* The task
Please determine the number of lines in the material below that contain the word "LoggingConfig", and state it alone.

* Entries provided
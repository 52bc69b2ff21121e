//! # Configuration Management Module
//!
//! Server-wide settings for the realm engine, read from a TOML file.
//!
//! ## Configuration Structure
//!
//! - [`RatesConfig`] - Reputation gain multiplier and the factions exempt from it
//! - [`ItemsConfig`] - Refund and soulbound trade windows
//! - [`StorageConfig`] - Character database location
//! - [`CatalogConfig`] - Static game data snapshot
//! - [`LoggingConfig`] - Logging level and optional file sink
//!
//! ## Usage
//!
//! ```rust,no_run
//! use realmcore::config::Config;
//!
//! #[tokio::main]
//! async fn main() -> anyhow::Result<()> {
//!     Config::create_default("realmcore.toml").await?;
//!     let config = Config::load("realmcore.toml").await?;
//!     println!("Reputation gain: {}", config.rates.reputation_gain);
//!     Ok(())
//! }
//! ```
//!
//! ## Configuration File Format
//!
//! ```toml
//! [rates]
//! reputation_gain = 1.0
//! rate_exempt_factions = [1161]
//!
//! [items]
//! refund_window_secs = 7200
//! bop_trade_window_secs = 7200
//!
//! [storage]
//! data_dir = "./data"
//!
//! [catalog]
//! path = "./data/catalog.json"
//!
//! [logging]
//! level = "info"
//! file = "realmcore.log"
//! ```
//!
//! Every section is optional; missing values fall back to the defaults above.

use anyhow::{anyhow, Result};
use serde::{Deserialize, Serialize};
use std::path::PathBuf;
use tokio::fs;

use crate::realm::item::TradeWindows;
use crate::realm::reputation::ReputationRates;

#[derive(Debug, Clone, Serialize, Deserialize)]
pub struct RatesConfig {
    /// Multiplier applied to incremental reputation awards.
    #[serde(default = "default_reputation_gain")]
    pub reputation_gain: f32,
    /// Factions whose awards are never scaled by `reputation_gain`.
    #[serde(default = "default_rate_exempt_factions")]
    pub rate_exempt_factions: Vec<u32>,
}

fn default_reputation_gain() -> f32 {
    1.0
}

fn default_rate_exempt_factions() -> Vec<u32> {
    vec![1161]
}

impl Default for RatesConfig {
    fn default() -> Self {
        Self {
            reputation_gain: default_reputation_gain(),
            rate_exempt_factions: default_rate_exempt_factions(),
        }
    }
}

impl RatesConfig {
    pub fn reputation_rates(&self) -> ReputationRates {
        ReputationRates {
            gain: self.reputation_gain,
            exempt_factions: self.rate_exempt_factions.clone(),
        }
    }
}

#[derive(Debug, Clone, Serialize, Deserialize)]
pub struct ItemsConfig {
    /// Seconds of played time a purchase stays refundable.
    #[serde(default = "default_trade_window")]
    pub refund_window_secs: u32,
    /// Seconds a freshly looted soulbound item may be traded to its allow-list.
    #[serde(default = "default_trade_window")]
    pub bop_trade_window_secs: u32,
}

fn default_trade_window() -> u32 {
    2 * 60 * 60
}

impl Default for ItemsConfig {
    fn default() -> Self {
        Self {
            refund_window_secs: default_trade_window(),
            bop_trade_window_secs: default_trade_window(),
        }
    }
}

impl ItemsConfig {
    pub fn trade_windows(&self) -> TradeWindows {
        TradeWindows {
            refund: self.refund_window_secs,
            bop_trade: self.bop_trade_window_secs,
        }
    }
}

#[derive(Debug, Clone, Serialize, Deserialize)]
pub struct StorageConfig {
    pub data_dir: String,
}

impl Default for StorageConfig {
    fn default() -> Self {
        Self {
            data_dir: "./data".to_string(),
        }
    }
}

impl StorageConfig {
    /// Sled database directory for character rows.
    pub fn characters_path(&self) -> PathBuf {
        PathBuf::from(&self.data_dir).join("characters")
    }
}

#[derive(Debug, Clone, Serialize, Deserialize)]
pub struct CatalogConfig {
    pub path: String,
}

impl Default for CatalogConfig {
    fn default() -> Self {
        Self {
            path: "./data/catalog.json".to_string(),
        }
    }
}

#[derive(Debug, Clone, Serialize, Deserialize)]
pub struct LoggingConfig {
    pub level: String,
    pub file: Option<String>,
}

impl Default for LoggingConfig {
    fn default() -> Self {
        Self {
            level: "info".to_string(),
            file: Some("realmcore.log".to_string()),
        }
    }
}

#[derive(Debug, Clone, Serialize, Deserialize, Default)]
pub struct Config {
    #[serde(default)]
    pub rates: RatesConfig,
    #[serde(default)]
    pub items: ItemsConfig,
    #[serde(default)]
    pub storage: StorageConfig,
    #[serde(default)]
    pub catalog: CatalogConfig,
    #[serde(default)]
    pub logging: LoggingConfig,
}

impl Config {
    /// Load configuration from a file
    pub async fn load(path: &str) -> Result<Self> {
        let content = fs::read_to_string(path)
            .await
            .map_err(|e| anyhow!("Failed to read config file {}: {}", path, e))?;

        let config: Config = toml::from_str(&content)
            .map_err(|e| anyhow!("Failed to parse config file {}: {}", path, e))?;

        config.validate()?;
        Ok(config)
    }

    /// Create a default configuration file
    pub async fn create_default(path: &str) -> Result<()> {
        let config = Config::default();
        let content = toml::to_string_pretty(&config)
            .map_err(|e| anyhow!("Failed to serialize default config: {}", e))?;

        fs::write(path, content)
            .await
            .map_err(|e| anyhow!("Failed to write config file {}: {}", path, e))?;

        Ok(())
    }

    pub fn validate(&self) -> Result<()> {
        let gain = self.rates.reputation_gain;
        if !gain.is_finite() || gain < 0.0 {
            return Err(anyhow!("rates.reputation_gain must be a non-negative number, got {}", gain));
        }
        if self.storage.data_dir.trim().is_empty() {
            return Err(anyhow!("storage.data_dir must not be empty"));
        }
        Ok(())
    }
}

* Task output
4